Я возвратился ни с чем. Правда, письмо с согласия Кравчука взял с собой, оставив расписку об этом.
На некоторое время интерес к Ногайцеву пропал: дело считалось совершенно бесперспективным.
Меня же Ногайцев измучил совершенно. Чем бы я ни занимался в ту весну, в мыслях неизменно возвращался к делу Ногайцева. Какие поручения вражеской разведки успел он выполнить? Что задумал еще?
Наконец, я решил обратиться к начальству с одним рискованным замыслом: встретиться с Афанасьевым, предъявить ему письмо, найденное у нарушителя границы, и потребовать отчет о его шпионских делах.
Мои подозрения сосредоточились на нем по двум причинам. У него есть дочь. Афанасьев дезертировал из белой армии тогда, когда атаман Семенов был в зените своей зловещей славы, прибыл в село, занятое белыми, и жил, не скрываясь от властей. Настораживало лишь одно: добрые отзывы односельчан о нем. Но чекистская практика, убеждал я себя, знает немало подобных примеров.
— Беспочвенная фантазия, — коротко и категорично сказал начальник отдела, выслушав мое взволнованное и сбивчивое объяснение. — Твои подозрения субъективны, это раз. Мы не знаем устный пароль, которым, без сомнения, был снабжен связник, это два.
— Это особый случай, — горячился я. — Если Афанасьев не шпион, он не поймет письма, и мы ничего не потеряем. Если он шпион, то, конечно, насторожится и каким-то образом проявит себя. Надо же нам как-то выбираться из тупика!
— Хорошо. Я подумаю.
На второй день начальник отдела был сговорчивее.
— Что-то в твоем предложении есть, — сказал он мне. — Пойдем к начальнику Управления, доложишь сам.
Полковник поддержал мою идею. Но идти мне на встречу с Афанасьевым не разрешил.
— Надо подобрать постарше товарища, — сказал он, — имеющего больший жизненный опыт и хорошо знающего местные условия.
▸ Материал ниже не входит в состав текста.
//! Session establishment.

use promethium_protocol::{DEFAULT_CHUNK_SIZE, InitUploadRequest, InitUploadResponse};
use promethium_transfer::total_chunks;
use tracing::{debug, info, warn};

use crate::api::UploadApi;
use crate::error::SessionError;
use crate::types::{UploadRequest, UploadSession};

/// Upper bound on the chunk count of one attempt.
pub const MAX_TOTAL_CHUNKS: usize = 100_000;

/// Runs the init exchange once and validates the server's answer.
///
/// The init exchange is not retried. The preferred chunk size is capped at
/// [`DEFAULT_CHUNK_SIZE`]; the confirmed size must be non-zero and no larger
/// than the size sent.
pub async fn open_session(
    api: &dyn UploadApi,
    request: &UploadRequest,
    preferred_chunk_size: u64,
) -> Result<UploadSession, SessionError> {
    let chunk_size = preferred_chunk_size.min(DEFAULT_CHUNK_SIZE);
    if chunk_size < preferred_chunk_size {
        warn!(
            preferred = preferred_chunk_size,
            chunk_size, "preferred chunk size above the 5 MiB ceiling, capping"
        );
    }
    let init = InitUploadRequest {
        filename: request.file_name().to_string(),
        total_size: request.total_size(),
        chunk_size,
    };
    debug!(
        filename = %init.filename,
        total_size = init.total_size,
        chunk_size = init.chunk_size,
        "opening upload session"
    );

    let response = api.init_upload(&init).await?;
    let session = validate_response(response, chunk_size, request.total_size())?;

    info!(
        upload_id = %session.upload_id,
        chunk_size = session.chunk_size,
        total_chunks = session.total_chunks,
        "upload session opened"
    );
    Ok(session)
}

fn validate_response(
    response: InitUploadResponse,
    requested: u64,
    total_size: u64,
) -> Result<UploadSession, SessionError> {
    if response.upload_id.trim().is_empty() {
        return Err(SessionError::EmptyUploadId);
    }
    if response.chunk_size == 0 || response.chunk_size > requested {
        return Err(SessionError::InvalidChunkSize {
            requested,
            confirmed: response.chunk_size,
        });
    }

    let total_chunks = total_chunks(total_size, response.chunk_size);
    if total_chunks > MAX_TOTAL_CHUNKS {
        return Err(SessionError::TooManyChunks {
            total_chunks,
            limit: MAX_TOTAL_CHUNKS,
        });
    }

    Ok(UploadSession {
        total_chunks,
        upload_id: response.upload_id,
        chunk_size: response.chunk_size,
    })
}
Решили послать Василия Иннокентьевича Бабкина, степенного и вдумчивого сотрудника, заканчивающего последние годы своей службы в должности заведующего чекистским архивом.
Недели через две Василий Иннокентьевич, соответственно экипированный, обеспеченный необходимыми документами, с заученной и усвоенной легендой, выехал в Бичуру.
IV
Осенью семнадцатого года казачий есаул Григорий Семенов, облеченный высокими титулами генерала и атамана Забайкальского казачьего войска, ехал в родные места. В новом кожаном бумажнике, приобретенном в Петрограде, лежал мандат за подписью премьера Временного правительства Керенского. Семенову поручалось быстро, не предавая дело широкой огласке, сформировать казачьи части и двинуть их на подавление назревающей в столице «анархо-большевистской революции». Выбор не случайно пал на Семенова. Сын казачьего офицера и ононского кулака, он имел основания ненавидеть большевиков, которые замахнулись не только на казачьи привилегии, но и грозятся лишить зажиточных казаков богатства.
Атаман невидящим взглядом смотрел в окно вагона и думал. Семенов знал, с чего начинать, имел немалый опыт формирования казачьих батарей, сотен и полков. Но это если... если не успели большевистские идеи проникнуть в души казаков.